Elsevier

Journal of Cleaner Production

Volume 374, 10 November 2022, 134052
Journal of Cleaner Production

Comprehensive biorefinery of invasive European green crab (Carcinus maenas) into multiple high-value biomolecules

https://doi.org/10.1016/j.jclepro.2022.134052Get rights and content

Highlights

  • Invasive European green crab was biorefined into multiple biomolecules.

  • The single process involved the use of enzymes (trypsin, papain).

  • Crab oil, minerals, carotenoprotein & chitin were recovered.

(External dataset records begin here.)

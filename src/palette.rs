// Copyright (c) 2026 rezky_nightky

use std::env;

use crossterm::style::Color;

use crate::cell::Style;

#[derive(Clone, Copy, Debug, PartialEq, Eq)]
pub enum ColorMode {
    Mono,
    Color16,
    Color256,
    TrueColor,
}

/// Concrete terminal attributes for one cell, produced by resolving a
/// logical style against the active color mode.
#[derive(Clone, Copy, Debug, PartialEq, Eq)]
pub struct Attr {
    pub fg: Option<Color>,
    pub bold: bool,
    pub reverse: bool,
}

pub fn detect_color_mode_auto() -> ColorMode {
    if env::var_os("NO_COLOR").is_some() {
        return ColorMode::Mono;
    }

    let colorterm = env::var("COLORTERM")
        .unwrap_or_default()
        .to_ascii_lowercase();
    if colorterm.contains("truecolor") || colorterm.contains("24bit") {
        return ColorMode::TrueColor;
    }

    let term = env::var("TERM").unwrap_or_default().to_ascii_lowercase();
    if term == "dumb" {
        return ColorMode::Mono;
    }
    if term.contains("256color") {
        return ColorMode::Color256;
    }

    ColorMode::Color16
}

fn from_ansi_list(list: &[u8]) -> Vec<Color> {
    list.iter().map(|&v| Color::AnsiValue(v)).collect()
}

fn lerp_u8(a: u8, b: u8, t: f32) -> u8 {
    let a = a as f32;
    let b = b as f32;
    (a + (b - a) * t).round().clamp(0.0, 255.0) as u8
}

fn gradient_from_stops(stops: &[(u8, u8, u8)], steps: usize) -> Vec<Color> {
    if steps == 0 || stops.is_empty() {
        return Vec::new();
    }
    if stops.len() == 1 || steps == 1 {
        let (r, g, b) = stops[0];
        return vec![Color::Rgb { r, g, b }; steps];
    }

    let segs = stops.len() - 1;
    let mut out = Vec::with_capacity(steps);
    for i in 0..steps {
        let t = (i as f32) / ((steps - 1) as f32);
        let pos = t * (segs as f32);
        let seg = (pos.floor() as usize).min(segs - 1);
        let lt = pos - (seg as f32);
        let (r0, g0, b0) = stops[seg];
        let (r1, g1, b1) = stops[seg + 1];
        out.push(Color::Rgb {
            r: lerp_u8(r0, r1, lt),
            g: lerp_u8(g0, g1, lt),
            b: lerp_u8(b0, b1, lt),
        });
    }
    out
}

fn basic_cycle(len: usize) -> Vec<Color> {
    const BASICS: [Color; 7] = [
        Color::Red,
        Color::Green,
        Color::Yellow,
        Color::Blue,
        Color::Magenta,
        Color::Cyan,
        Color::White,
    ];
    (0..len).map(|i| BASICS[i % BASICS.len()]).collect()
}

/// Resolves logical styles to terminal attributes. Ramp sizes match the
/// style bucket counts: 10 green shades, 30 rainbow hues, 10 burst
/// colors.
#[derive(Clone, Debug)]
pub struct Palette {
    pub mode: ColorMode,
    greens: Vec<Color>,
    rainbow: Vec<Color>,
    burst: Vec<Color>,
}

const GREENS_256: [u8; 10] = [22, 28, 34, 40, 46, 82, 118, 154, 190, 226];

const RAINBOW_256: [u8; 30] = [
    196, 202, 208, 214, 220, 226, 190, 154, 118, 82, 46, 47, 48, 49, 50, 51, 45, 39, 33, 27, 21,
    57, 93, 129, 165, 201, 200, 199, 198, 197,
];

const BURST_256: [u8; 10] = [196, 208, 226, 46, 51, 21, 201, 231, 214, 118];

const GREENS_RGB: [(u8, u8, u8); 4] = [(0, 55, 0), (0, 160, 40), (70, 255, 120), (220, 255, 200)];

const RAINBOW_RGB: [(u8, u8, u8); 9] = [
    (255, 0, 0),
    (255, 135, 0),
    (255, 255, 0),
    (0, 255, 0),
    (0, 255, 215),
    (0, 95, 255),
    (95, 0, 255),
    (255, 0, 255),
    (255, 0, 135),
];

const BURST_RGB: [(u8, u8, u8); 10] = [
    (255, 0, 0),
    (255, 135, 0),
    (255, 255, 0),
    (0, 255, 0),
    (0, 255, 255),
    (0, 0, 255),
    (255, 0, 255),
    (255, 255, 255),
    (255, 175, 0),
    (135, 255, 0),
];

impl Palette {
    pub fn new(mode: ColorMode) -> Self {
        let (greens, rainbow, burst) = match mode {
            ColorMode::Mono => (Vec::new(), Vec::new(), Vec::new()),
            ColorMode::Color16 => (
                vec![Color::DarkGreen; 5]
                    .into_iter()
                    .chain(vec![Color::Green; 5])
                    .collect(),
                basic_cycle(30),
                basic_cycle(10),
            ),
            ColorMode::Color256 => (
                from_ansi_list(&GREENS_256),
                from_ansi_list(&RAINBOW_256),
                from_ansi_list(&BURST_256),
            ),
            ColorMode::TrueColor => (
                gradient_from_stops(&GREENS_RGB, 10),
                gradient_from_stops(&RAINBOW_RGB, 30),
                BURST_RGB
                    .iter()
                    .map(|&(r, g, b)| Color::Rgb { r, g, b })
                    .collect(),
            ),
        };
        Self {
            mode,
            greens,
            rainbow,
            burst,
        }
    }

    fn ramp(&self, ramp: &[Color], idx: u8) -> Option<Color> {
        if ramp.is_empty() {
            return None;
        }
        ramp.get((idx as usize).min(ramp.len() - 1)).copied()
    }

    fn basic(&self, idx: u8) -> Option<Color> {
        match idx % 8 {
            1 => Some(Color::Red),
            2 => Some(Color::Green),
            3 => Some(Color::Yellow),
            4 => Some(Color::Blue),
            5 => Some(Color::Magenta),
            6 => Some(Color::Cyan),
            7 => Some(Color::White),
            _ => None,
        }
    }

    pub fn resolve(&self, style: Style, bold: bool) -> Attr {
        if self.mode == ColorMode::Mono {
            return Attr {
                fg: None,
                bold,
                reverse: style == Style::StatusBar,
            };
        }

        let (fg, reverse) = match style {
            Style::Default => (None, false),
            Style::Dim => (Some(Color::DarkGrey), false),
            Style::White => (Some(Color::White), false),
            Style::Basic(k) => (self.basic(k), false),
            Style::GreenShade(k) => (self.ramp(&self.greens, k), false),
            Style::Rainbow(k) => (self.ramp(&self.rainbow, k), false),
            Style::Burst(k) => (self.ramp(&self.burst, k), false),
            Style::StatusBar => (None, true),
        };

        Attr { fg, bold, reverse }
    }
}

  • The composition and properties of the biomolecules suggests wide applications.

Abstract

European green crab (Carcinus maenas) is an invasive species globally and is considered marine waste that needs to be eliminated. In this study, the green crab was biorefined via a clean enzymes-assisted bioprocess into multiple value-added bioproducts, i.e., crab oil, minerals, carotenoprotein, and chitin. The recovered crab oil was rich in unsaturated fatty acids such as EPA and DHA as per GC-MS analysis. Citric acid, as a replacement for conventional hash acids, was found to optimally demineralize the crab powder at 1 M and 4 °C for 18 h, where the recovered crab minerals identified using ICP-MS showed a high level of calcium, in form of nutritious calcium citrate. Crab carotenoprotein recovered using trypsin exhibited antioxidant properties. It contained 139.26 μg/g of carotenoids pigment, mainly astaxanthin and astaxanthin diester, as verified by thin layer chromatography, and the protein component in the carotenoprotein was rich in essential amino acids such as leucine via UPLC-MS. The produced crab chitin from papain-assisted deproteinization showed characteristic physicochemical properties following FTIR and XRD analysis. These biomolecules biorefined from the green crab possess wide applications in food, pharmaceutical, biomaterials, etc. This new biorefinery strategy enhances the sustainability for biowaste utilization.

Introduction

European green crab (Carcinus maenas) is one of the top 100 most unwanted invasive species in the world (Baillie and Grabowski, 2019). This green crab is small in size, reproduces and grows rapidly, and is very resilient to a wide range of environmental conditions. It is currently distributed widely along the coasts in North America and Australia, after being introduced in the 1800s and 1900s, and more recently in South Africa, South America, and East Asia (Ens et al., 2022), probably transported via the hulls of merchant ships. It out-competes other shellfish and fish species that serve as natural food sources to present a serious threat to the marine ecosystem and fishery industry. However, there is currently no concrete management strategy being able to extirpate this green crab once they invade. In Canada, fishers are permitted by Fisheries and Oceans Canada to destroy the green crabs they accidentally harvest with their catch, to allow the native species to re-emerge. In this context, it is worthwhile to explore the utilization of the European green crab, which is seldomly studied.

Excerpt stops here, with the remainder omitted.